PROBLEM DESCRIPTION: Using the material that follows, identify and copy each line with the string "enabled".
>>>
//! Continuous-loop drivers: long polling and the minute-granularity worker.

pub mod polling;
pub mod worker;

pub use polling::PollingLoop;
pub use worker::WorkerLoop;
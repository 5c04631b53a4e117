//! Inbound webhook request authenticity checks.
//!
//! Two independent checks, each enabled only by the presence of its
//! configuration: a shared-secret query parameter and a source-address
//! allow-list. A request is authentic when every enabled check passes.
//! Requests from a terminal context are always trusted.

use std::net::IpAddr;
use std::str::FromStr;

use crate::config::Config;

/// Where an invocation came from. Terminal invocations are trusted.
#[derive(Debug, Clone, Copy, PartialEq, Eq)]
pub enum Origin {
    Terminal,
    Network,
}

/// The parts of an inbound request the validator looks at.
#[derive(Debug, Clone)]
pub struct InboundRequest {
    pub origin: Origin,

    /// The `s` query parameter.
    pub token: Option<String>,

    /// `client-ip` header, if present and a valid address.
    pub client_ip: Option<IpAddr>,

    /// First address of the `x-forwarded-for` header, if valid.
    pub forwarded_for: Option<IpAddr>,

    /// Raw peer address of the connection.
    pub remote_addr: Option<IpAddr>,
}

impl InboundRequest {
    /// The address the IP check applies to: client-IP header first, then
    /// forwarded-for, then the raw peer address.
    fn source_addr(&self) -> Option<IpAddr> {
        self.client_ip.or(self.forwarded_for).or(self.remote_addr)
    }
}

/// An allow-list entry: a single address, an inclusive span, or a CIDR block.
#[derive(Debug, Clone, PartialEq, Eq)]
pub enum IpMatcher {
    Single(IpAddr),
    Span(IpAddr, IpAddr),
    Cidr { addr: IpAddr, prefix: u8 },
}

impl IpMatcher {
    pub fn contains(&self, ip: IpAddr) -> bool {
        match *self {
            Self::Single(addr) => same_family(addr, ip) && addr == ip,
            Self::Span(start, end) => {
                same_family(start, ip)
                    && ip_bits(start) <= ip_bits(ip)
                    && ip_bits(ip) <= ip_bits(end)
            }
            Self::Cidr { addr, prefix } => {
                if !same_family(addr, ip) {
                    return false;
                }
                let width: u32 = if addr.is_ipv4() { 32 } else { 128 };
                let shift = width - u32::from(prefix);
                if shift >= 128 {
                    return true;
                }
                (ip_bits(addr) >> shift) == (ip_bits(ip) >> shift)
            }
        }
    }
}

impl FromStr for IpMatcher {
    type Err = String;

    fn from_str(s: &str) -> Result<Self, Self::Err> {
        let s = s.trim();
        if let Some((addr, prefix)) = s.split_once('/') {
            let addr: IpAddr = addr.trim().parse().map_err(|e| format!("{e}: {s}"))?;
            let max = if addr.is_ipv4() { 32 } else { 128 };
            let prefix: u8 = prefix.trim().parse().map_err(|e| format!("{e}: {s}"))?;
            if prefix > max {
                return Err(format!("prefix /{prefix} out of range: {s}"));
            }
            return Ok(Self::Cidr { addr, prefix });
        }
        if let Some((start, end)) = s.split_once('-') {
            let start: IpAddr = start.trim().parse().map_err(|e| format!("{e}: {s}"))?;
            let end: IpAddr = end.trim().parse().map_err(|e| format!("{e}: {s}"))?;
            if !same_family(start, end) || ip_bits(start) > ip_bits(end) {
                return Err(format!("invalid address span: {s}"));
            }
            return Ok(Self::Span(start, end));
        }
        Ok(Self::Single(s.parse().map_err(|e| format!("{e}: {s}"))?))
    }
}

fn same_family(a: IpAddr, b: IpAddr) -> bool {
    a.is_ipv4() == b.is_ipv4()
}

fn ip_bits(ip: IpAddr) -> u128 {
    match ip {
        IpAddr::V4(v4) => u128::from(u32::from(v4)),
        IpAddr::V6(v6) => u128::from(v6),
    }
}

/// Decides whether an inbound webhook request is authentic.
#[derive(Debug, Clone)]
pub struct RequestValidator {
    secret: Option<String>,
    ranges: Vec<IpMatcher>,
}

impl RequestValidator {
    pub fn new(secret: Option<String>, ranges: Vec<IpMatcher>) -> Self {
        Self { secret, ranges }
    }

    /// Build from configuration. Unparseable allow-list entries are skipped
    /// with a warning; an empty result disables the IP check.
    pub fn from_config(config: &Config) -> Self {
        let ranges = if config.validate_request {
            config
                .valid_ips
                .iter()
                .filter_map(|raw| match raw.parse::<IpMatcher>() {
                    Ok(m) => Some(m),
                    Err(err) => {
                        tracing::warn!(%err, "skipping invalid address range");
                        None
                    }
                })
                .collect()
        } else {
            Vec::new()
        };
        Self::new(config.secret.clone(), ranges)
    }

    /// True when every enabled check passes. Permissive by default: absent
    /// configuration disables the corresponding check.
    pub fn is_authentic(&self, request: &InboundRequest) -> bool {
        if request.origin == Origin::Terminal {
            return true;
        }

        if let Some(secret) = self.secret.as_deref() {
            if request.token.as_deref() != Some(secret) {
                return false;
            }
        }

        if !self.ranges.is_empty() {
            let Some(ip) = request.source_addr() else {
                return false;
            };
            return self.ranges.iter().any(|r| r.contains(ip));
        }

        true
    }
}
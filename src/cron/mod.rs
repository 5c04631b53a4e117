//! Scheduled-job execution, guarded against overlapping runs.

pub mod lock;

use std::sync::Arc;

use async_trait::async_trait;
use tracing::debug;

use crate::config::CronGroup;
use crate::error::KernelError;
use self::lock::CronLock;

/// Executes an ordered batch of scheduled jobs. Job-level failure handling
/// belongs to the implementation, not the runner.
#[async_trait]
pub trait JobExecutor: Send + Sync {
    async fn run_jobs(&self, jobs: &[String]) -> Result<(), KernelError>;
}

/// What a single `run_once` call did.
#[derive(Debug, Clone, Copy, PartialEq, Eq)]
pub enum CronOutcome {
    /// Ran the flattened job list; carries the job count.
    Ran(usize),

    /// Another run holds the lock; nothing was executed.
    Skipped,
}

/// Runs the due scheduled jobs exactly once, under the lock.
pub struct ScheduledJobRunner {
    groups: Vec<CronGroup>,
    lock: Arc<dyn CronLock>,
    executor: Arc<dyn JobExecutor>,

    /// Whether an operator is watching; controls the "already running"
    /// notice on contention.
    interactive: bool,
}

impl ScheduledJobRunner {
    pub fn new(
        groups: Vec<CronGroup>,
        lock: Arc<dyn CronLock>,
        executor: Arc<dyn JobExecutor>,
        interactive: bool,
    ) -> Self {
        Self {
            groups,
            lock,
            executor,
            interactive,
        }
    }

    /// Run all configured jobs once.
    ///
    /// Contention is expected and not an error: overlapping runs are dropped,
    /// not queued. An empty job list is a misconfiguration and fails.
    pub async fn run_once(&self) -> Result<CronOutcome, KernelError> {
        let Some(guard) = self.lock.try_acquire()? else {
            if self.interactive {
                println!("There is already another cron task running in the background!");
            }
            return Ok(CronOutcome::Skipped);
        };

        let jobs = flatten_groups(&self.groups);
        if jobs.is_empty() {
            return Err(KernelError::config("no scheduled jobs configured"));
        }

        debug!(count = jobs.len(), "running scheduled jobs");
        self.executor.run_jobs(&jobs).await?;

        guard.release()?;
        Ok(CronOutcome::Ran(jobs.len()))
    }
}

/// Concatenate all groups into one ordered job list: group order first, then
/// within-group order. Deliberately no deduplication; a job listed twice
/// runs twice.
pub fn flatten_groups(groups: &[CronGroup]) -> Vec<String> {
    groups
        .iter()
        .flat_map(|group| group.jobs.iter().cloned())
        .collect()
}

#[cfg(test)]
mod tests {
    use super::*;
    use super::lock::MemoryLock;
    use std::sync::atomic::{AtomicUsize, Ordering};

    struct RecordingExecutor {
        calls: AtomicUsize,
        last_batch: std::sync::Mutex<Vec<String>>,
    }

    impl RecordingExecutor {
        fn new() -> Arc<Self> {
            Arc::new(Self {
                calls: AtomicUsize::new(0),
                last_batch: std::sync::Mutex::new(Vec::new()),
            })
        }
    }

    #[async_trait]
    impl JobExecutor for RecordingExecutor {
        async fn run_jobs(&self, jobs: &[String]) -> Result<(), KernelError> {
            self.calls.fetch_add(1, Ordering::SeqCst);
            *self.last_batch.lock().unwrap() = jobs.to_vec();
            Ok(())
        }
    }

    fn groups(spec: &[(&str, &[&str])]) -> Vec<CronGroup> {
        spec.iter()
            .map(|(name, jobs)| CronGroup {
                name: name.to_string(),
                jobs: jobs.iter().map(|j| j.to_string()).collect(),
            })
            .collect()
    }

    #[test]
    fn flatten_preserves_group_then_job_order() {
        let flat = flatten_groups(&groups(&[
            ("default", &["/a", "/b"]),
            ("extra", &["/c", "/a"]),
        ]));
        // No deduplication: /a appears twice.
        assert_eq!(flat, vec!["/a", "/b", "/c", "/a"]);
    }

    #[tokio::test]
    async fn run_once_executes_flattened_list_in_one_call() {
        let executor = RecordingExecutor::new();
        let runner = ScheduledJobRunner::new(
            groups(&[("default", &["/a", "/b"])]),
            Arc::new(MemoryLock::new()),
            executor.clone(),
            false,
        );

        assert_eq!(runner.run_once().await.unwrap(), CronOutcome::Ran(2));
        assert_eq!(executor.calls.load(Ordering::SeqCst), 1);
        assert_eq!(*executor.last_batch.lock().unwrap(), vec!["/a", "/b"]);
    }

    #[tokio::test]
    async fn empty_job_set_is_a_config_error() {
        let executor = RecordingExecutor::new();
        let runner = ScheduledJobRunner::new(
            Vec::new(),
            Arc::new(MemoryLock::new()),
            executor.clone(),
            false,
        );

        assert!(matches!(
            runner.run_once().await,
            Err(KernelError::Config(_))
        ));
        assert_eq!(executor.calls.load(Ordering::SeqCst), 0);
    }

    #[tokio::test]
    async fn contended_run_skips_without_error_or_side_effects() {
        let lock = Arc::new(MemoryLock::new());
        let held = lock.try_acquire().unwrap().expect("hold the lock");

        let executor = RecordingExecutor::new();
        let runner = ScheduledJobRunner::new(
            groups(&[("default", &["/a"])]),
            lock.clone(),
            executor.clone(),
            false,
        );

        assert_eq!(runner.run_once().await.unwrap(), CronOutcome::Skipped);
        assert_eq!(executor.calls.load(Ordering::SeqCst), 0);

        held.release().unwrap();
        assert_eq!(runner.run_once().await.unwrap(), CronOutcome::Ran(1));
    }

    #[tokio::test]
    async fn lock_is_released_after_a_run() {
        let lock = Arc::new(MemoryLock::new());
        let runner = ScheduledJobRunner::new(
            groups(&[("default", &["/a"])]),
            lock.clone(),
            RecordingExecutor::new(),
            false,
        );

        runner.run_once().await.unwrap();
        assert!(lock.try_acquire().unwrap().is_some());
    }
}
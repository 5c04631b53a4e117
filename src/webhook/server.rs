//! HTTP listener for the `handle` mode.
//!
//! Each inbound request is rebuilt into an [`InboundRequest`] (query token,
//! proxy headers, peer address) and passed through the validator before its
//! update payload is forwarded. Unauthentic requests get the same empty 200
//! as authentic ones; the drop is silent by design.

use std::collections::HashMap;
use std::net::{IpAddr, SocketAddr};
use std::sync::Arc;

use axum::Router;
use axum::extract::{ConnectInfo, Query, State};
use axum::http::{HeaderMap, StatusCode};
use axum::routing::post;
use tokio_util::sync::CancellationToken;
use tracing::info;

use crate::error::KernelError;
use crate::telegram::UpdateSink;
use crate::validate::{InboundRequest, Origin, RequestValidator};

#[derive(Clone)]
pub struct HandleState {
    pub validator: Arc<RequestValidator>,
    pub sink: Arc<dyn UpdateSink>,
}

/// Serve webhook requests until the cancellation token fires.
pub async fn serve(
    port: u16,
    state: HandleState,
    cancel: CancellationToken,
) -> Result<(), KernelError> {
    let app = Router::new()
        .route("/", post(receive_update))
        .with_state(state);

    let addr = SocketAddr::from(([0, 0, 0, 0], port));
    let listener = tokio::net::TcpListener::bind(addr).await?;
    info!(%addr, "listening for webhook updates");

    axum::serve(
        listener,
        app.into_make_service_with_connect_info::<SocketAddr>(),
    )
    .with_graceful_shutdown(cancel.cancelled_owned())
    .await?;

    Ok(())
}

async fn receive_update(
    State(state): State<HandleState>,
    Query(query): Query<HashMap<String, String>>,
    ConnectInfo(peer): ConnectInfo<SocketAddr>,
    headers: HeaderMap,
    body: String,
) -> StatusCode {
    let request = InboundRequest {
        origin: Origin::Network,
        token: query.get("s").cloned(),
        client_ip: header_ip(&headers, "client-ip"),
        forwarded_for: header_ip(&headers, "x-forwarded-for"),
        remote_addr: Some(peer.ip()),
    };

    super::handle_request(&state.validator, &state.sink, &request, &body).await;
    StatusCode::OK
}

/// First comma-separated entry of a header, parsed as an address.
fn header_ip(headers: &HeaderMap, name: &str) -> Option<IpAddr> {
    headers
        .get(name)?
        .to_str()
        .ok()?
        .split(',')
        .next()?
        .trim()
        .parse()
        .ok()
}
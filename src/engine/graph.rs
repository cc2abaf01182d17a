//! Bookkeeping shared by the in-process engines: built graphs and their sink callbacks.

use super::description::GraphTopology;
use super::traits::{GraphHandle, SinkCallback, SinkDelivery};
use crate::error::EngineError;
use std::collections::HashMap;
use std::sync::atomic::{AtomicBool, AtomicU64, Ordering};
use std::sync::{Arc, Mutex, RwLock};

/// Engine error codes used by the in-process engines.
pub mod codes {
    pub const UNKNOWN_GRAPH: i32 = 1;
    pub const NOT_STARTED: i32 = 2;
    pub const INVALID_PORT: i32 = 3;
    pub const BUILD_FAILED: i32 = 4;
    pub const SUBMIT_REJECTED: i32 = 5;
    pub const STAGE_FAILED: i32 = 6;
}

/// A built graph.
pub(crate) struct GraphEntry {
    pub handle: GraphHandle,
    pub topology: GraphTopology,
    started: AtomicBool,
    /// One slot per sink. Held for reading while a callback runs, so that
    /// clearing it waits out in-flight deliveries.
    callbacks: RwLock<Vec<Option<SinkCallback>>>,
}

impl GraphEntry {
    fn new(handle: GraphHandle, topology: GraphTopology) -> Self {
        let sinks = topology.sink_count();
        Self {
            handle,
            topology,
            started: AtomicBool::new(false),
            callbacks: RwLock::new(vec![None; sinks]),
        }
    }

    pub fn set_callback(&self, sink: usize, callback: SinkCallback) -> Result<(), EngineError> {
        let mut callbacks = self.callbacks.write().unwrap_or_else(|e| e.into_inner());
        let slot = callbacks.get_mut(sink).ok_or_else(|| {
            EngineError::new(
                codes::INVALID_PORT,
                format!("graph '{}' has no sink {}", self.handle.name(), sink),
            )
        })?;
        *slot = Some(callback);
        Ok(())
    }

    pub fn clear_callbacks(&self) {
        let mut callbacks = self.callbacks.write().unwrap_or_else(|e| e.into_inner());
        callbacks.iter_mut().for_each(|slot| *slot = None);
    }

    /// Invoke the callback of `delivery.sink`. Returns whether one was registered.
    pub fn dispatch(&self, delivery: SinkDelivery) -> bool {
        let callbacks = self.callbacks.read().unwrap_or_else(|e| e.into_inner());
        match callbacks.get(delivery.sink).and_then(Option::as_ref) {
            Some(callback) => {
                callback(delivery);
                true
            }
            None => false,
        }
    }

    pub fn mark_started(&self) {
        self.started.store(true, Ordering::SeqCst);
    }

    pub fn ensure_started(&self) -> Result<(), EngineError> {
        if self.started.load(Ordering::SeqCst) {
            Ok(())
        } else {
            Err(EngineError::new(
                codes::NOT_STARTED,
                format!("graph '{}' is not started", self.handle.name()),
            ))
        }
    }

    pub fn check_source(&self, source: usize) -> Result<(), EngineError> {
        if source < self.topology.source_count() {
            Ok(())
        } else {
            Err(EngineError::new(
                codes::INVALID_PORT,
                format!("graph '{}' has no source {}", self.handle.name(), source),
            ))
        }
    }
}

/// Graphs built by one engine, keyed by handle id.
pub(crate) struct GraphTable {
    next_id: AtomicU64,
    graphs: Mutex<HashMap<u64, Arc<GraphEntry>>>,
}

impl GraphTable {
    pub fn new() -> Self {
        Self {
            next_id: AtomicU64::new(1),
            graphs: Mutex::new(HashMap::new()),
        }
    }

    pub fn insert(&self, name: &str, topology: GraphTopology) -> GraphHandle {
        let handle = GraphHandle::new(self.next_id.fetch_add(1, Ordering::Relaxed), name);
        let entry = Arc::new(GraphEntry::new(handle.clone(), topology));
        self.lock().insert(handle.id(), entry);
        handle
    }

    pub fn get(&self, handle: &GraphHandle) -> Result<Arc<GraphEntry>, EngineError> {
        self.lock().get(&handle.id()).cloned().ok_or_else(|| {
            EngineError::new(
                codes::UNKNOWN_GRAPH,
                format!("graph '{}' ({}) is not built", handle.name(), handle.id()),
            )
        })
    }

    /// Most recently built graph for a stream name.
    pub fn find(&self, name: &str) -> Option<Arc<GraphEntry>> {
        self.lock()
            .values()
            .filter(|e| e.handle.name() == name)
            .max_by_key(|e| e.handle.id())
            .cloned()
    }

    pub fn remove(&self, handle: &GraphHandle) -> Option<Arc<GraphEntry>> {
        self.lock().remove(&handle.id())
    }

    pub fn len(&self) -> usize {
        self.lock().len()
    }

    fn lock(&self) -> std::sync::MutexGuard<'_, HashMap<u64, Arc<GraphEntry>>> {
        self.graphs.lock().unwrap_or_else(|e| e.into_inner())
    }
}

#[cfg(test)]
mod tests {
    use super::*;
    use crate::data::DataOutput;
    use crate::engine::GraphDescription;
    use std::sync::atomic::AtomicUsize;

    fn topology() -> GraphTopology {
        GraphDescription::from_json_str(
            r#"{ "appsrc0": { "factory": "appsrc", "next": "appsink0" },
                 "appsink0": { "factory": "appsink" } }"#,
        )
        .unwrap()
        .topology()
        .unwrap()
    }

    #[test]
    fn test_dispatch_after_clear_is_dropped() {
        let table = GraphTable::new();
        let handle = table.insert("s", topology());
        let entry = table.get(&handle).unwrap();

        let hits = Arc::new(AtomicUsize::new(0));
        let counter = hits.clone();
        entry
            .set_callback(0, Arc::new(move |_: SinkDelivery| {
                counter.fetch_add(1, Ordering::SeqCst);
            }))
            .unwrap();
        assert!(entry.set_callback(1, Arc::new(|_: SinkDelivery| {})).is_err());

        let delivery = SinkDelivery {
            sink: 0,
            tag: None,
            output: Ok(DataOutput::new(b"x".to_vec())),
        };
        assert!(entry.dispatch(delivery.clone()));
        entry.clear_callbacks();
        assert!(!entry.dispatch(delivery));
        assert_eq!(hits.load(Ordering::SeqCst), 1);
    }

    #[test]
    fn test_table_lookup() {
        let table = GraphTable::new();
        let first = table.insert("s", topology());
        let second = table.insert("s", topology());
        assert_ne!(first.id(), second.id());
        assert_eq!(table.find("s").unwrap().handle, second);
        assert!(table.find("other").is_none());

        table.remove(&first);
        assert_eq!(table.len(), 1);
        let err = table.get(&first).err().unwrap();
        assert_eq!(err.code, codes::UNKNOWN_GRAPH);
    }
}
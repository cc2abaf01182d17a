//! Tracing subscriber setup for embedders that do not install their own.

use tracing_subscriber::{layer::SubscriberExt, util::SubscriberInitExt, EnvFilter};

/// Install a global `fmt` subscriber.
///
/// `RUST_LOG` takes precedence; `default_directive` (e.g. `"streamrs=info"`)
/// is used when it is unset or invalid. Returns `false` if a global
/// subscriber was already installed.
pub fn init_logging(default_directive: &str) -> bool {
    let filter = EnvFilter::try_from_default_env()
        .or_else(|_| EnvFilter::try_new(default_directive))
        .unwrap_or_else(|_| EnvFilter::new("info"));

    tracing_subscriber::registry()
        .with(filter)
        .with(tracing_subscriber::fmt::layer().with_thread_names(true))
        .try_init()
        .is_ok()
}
<<<
PROBLEM SOLUTION:
//! Two independent checks, each enabled only by the presence of its
//! allow-list. A request is authentic when every enabled check passes.
    /// True when every enabled check passes. Permissive by default: absent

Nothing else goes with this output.